EXERCISE INSTRUCTIONS:
What is needed is an exact copy of all the records, written out in full.

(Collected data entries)
____________________

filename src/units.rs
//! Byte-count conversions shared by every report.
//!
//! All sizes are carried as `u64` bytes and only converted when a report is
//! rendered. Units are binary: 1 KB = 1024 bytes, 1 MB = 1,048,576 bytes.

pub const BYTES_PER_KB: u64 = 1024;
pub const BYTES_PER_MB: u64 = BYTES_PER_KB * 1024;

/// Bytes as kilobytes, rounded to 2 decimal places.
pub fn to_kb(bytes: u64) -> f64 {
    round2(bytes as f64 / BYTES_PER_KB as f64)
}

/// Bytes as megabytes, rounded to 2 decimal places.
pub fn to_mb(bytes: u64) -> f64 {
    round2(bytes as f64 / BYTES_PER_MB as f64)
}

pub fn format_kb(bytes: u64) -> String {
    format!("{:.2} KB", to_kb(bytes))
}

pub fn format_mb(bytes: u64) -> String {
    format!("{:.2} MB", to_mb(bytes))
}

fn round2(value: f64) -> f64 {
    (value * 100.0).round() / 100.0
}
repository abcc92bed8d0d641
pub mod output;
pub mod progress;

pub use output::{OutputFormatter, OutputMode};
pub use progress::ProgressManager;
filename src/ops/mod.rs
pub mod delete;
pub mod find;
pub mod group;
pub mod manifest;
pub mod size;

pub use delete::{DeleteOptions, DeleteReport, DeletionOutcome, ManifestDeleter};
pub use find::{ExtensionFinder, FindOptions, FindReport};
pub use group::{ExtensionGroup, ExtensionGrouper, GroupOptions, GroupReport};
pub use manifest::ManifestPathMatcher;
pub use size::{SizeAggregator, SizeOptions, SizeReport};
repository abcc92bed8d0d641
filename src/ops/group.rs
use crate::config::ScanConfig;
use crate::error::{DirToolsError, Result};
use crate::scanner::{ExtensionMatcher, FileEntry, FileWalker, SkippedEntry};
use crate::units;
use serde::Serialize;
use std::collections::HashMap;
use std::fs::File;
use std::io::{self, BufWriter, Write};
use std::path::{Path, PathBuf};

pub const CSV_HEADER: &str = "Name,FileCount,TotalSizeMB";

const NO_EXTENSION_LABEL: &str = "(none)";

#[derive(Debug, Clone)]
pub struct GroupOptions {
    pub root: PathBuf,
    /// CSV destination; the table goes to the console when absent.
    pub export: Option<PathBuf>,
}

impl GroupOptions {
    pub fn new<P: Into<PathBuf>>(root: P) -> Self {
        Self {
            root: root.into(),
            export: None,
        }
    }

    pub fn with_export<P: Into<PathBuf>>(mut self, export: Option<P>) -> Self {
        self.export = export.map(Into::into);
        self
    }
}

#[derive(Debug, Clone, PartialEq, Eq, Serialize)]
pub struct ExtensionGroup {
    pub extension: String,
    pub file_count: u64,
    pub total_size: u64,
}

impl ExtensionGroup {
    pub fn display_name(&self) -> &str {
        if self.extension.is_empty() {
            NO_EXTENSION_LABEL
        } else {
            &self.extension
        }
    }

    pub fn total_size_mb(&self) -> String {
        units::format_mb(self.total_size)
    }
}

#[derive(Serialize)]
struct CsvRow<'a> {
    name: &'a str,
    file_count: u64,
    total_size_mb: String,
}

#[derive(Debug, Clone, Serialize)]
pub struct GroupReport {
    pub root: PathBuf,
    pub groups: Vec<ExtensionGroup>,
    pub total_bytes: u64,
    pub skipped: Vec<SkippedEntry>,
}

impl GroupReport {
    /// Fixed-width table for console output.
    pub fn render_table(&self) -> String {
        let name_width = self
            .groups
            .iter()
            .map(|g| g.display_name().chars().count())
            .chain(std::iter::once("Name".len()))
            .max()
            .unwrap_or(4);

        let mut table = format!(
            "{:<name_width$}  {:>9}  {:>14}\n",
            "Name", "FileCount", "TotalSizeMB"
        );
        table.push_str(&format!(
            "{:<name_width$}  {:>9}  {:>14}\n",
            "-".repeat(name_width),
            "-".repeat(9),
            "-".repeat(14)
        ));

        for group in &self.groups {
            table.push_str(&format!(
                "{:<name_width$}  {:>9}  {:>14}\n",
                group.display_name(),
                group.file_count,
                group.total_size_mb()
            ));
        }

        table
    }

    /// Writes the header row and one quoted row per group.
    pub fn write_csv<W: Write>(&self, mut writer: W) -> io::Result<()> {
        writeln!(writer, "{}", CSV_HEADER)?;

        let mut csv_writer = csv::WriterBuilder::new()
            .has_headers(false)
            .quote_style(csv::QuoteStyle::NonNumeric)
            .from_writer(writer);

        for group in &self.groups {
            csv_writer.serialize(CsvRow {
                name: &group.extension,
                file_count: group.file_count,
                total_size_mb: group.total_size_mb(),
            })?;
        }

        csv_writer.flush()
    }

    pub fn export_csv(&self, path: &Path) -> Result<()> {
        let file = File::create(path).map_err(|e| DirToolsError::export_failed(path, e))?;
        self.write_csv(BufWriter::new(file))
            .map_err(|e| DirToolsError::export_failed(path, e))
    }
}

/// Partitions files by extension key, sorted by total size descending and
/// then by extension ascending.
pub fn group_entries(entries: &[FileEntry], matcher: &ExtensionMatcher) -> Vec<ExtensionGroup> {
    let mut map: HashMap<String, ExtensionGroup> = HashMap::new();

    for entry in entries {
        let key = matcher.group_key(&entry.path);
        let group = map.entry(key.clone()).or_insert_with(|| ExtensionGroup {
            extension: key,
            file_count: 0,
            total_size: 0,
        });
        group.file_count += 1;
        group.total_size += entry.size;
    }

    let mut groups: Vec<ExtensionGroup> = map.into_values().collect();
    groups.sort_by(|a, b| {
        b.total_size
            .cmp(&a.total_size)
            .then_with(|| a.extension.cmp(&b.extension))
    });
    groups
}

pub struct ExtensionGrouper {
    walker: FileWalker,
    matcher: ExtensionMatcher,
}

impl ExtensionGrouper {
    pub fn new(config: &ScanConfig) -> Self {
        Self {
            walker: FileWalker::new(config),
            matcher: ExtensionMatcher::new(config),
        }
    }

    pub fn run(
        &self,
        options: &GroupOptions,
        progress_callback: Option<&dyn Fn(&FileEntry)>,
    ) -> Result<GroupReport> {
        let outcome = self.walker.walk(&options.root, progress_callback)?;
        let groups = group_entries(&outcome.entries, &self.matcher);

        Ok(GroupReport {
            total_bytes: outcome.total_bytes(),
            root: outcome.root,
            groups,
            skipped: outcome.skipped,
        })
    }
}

____________________

THE ANSWER:
filename src/units.rs
//! Byte-count conversions shared by every report.
//!
//! All sizes are carried as `u64` bytes and only converted when a report is
//! rendered. Units are binary: 1 KB = 1024 bytes, 1 MB = 1,048,576 bytes.

pub const BYTES_PER_KB: u64 = 1024;
pub const BYTES_PER_MB: u64 = BYTES_PER_KB * 1024;

/// Bytes as kilobytes, rounded to 2 decimal places.
pub fn to_kb(bytes: u64) -> f64 {
    round2(bytes as f64 / BYTES_PER_KB as f64)
}

/// Bytes as megabytes, rounded to 2 decimal places.
pub fn to_mb(bytes: u64) -> f64 {
    round2(bytes as f64 / BYTES_PER_MB as f64)
}

pub fn format_kb(bytes: u64) -> String {
    format!("{:.2} KB", to_kb(bytes))
}

pub fn format_mb(bytes: u64) -> String {
    format!("{:.2} MB", to_mb(bytes))
}

fn round2(value: f64) -> f64 {
    (value * 100.0).round() / 100.0
}
repository abcc92bed8d0d641
pub mod output;
pub mod progress;

pub use output::{OutputFormatter, OutputMode};
pub use progress::ProgressManager;
filename src/ops/mod.rs
pub mod delete;
pub mod find;
pub mod group;
pub mod manifest;
pub mod size;

pub use delete::{DeleteOptions, DeleteReport, DeletionOutcome, ManifestDeleter};
pub use find::{ExtensionFinder, FindOptions, FindReport};
pub use group::{ExtensionGroup, ExtensionGrouper, GroupOptions, GroupReport};
pub use manifest::ManifestPathMatcher;
pub use size::{SizeAggregator, SizeOptions, SizeReport};
repository abcc92bed8d0d641
filename src/ops/group.rs
use crate::config::ScanConfig;
use crate::error::{DirToolsError, Result};
use crate::scanner::{ExtensionMatcher, FileEntry, FileWalker, SkippedEntry};
use crate::units;
use serde::Serialize;
use std::collections::HashMap;
use std::fs::File;
use std::io::{self, BufWriter, Write};
use std::path::{Path, PathBuf};

pub const CSV_HEADER: &str = "Name,FileCount,TotalSizeMB";

const NO_EXTENSION_LABEL: &str = "(none)";

#[derive(Debug, Clone)]
pub struct GroupOptions {
    pub root: PathBuf,
    /// CSV destination; the table goes to the console when absent.
    pub export: Option<PathBuf>,
}

impl GroupOptions {
    pub fn new<P: Into<PathBuf>>(root: P) -> Self {
        Self {
            root: root.into(),
            export: None,
        }
    }

    pub fn with_export<P: Into<PathBuf>>(mut self, export: Option<P>) -> Self {
        self.export = export.map(Into::into);
        self
    }
}

#[derive(Debug, Clone, PartialEq, Eq, Serialize)]
pub struct ExtensionGroup {
    pub extension: String,
    pub file_count: u64,
    pub total_size: u64,
}

impl ExtensionGroup {
    pub fn display_name(&self) -> &str {
        if self.extension.is_empty() {
            NO_EXTENSION_LABEL
        } else {
            &self.extension
        }
    }

    pub fn total_size_mb(&self) -> String {
        units::format_mb(self.total_size)
    }
}

#[derive(Serialize)]
struct CsvRow<'a> {
    name: &'a str,
    file_count: u64,
    total_size_mb: String,
}

#[derive(Debug, Clone, Serialize)]
pub struct GroupReport {
    pub root: PathBuf,
    pub groups: Vec<ExtensionGroup>,
    pub total_bytes: u64,
    pub skipped: Vec<SkippedEntry>,
}

impl GroupReport {
    /// Fixed-width table for console output.
    pub fn render_table(&self) -> String {
        let name_width = self
            .groups
            .iter()
            .map(|g| g.display_name().chars().count())
            .chain(std::iter::once("Name".len()))
            .max()
            .unwrap_or(4);

        let mut table = format!(
            "{:<name_width$}  {:>9}  {:>14}\n",
            "Name", "FileCount", "TotalSizeMB"
        );
        table.push_str(&format!(
            "{:<name_width$}  {:>9}  {:>14}\n",
            "-".repeat(name_width),
            "-".repeat(9),
            "-".repeat(14)
        ));

        for group in &self.groups {
            table.push_str(&format!(
                "{:<name_width$}  {:>9}  {:>14}\n",
                group.display_name(),
                group.file_count,
                group.total_size_mb()
            ));
        }

        table
    }

    /// Writes the header row and one quoted row per group.
    pub fn write_csv<W: Write>(&self, mut writer: W) -> io::Result<()> {
        writeln!(writer, "{}", CSV_HEADER)?;

        let mut csv_writer = csv::WriterBuilder::new()
            .has_headers(false)
            .quote_style(csv::QuoteStyle::NonNumeric)
            .from_writer(writer);

        for group in &self.groups {
            csv_writer.serialize(CsvRow {
                name: &group.extension,
                file_count: group.file_count,
                total_size_mb: group.total_size_mb(),
            })?;
        }

        csv_writer.flush()
    }

    pub fn export_csv(&self, path: &Path) -> Result<()> {
        let file = File::create(path).map_err(|e| DirToolsError::export_failed(path, e))?;
        self.write_csv(BufWriter::new(file))
            .map_err(|e| DirToolsError::export_failed(path, e))
    }
}

/// Partitions files by extension key, sorted by total size descending and
/// then by extension ascending.
pub fn group_entries(entries: &[FileEntry], matcher: &ExtensionMatcher) -> Vec<ExtensionGroup> {
    let mut map: HashMap<String, ExtensionGroup> = HashMap::new();

    for entry in entries {
        let key = matcher.group_key(&entry.path);
        let group = map.entry(key.clone()).or_insert_with(|| ExtensionGroup {
            extension: key,
            file_count: 0,
            total_size: 0,
        });
        group.file_count += 1;
        group.total_size += entry.size;
    }

    let mut groups: Vec<ExtensionGroup> = map.into_values().collect();
    groups.sort_by(|a, b| {
        b.total_size
            .cmp(&a.total_size)
            .then_with(|| a.extension.cmp(&b.extension))
    });
    groups
}

pub struct ExtensionGrouper {
    walker: FileWalker,
    matcher: ExtensionMatcher,
}

impl ExtensionGrouper {
    pub fn new(config: &ScanConfig) -> Self {
        Self {
            walker: FileWalker::new(config),
            matcher: ExtensionMatcher::new(config),
        }
    }

    pub fn run(
        &self,
        options: &GroupOptions,
        progress_callback: Option<&dyn Fn(&FileEntry)>,
    ) -> Result<GroupReport> {
        let outcome = self.walker.walk(&options.root, progress_callback)?;
        let groups = group_entries(&outcome.entries, &self.matcher);

        Ok(GroupReport {
            total_bytes: outcome.total_bytes(),
            root: outcome.root,
            groups,
            skipped: outcome.skipped,
        })
    }
}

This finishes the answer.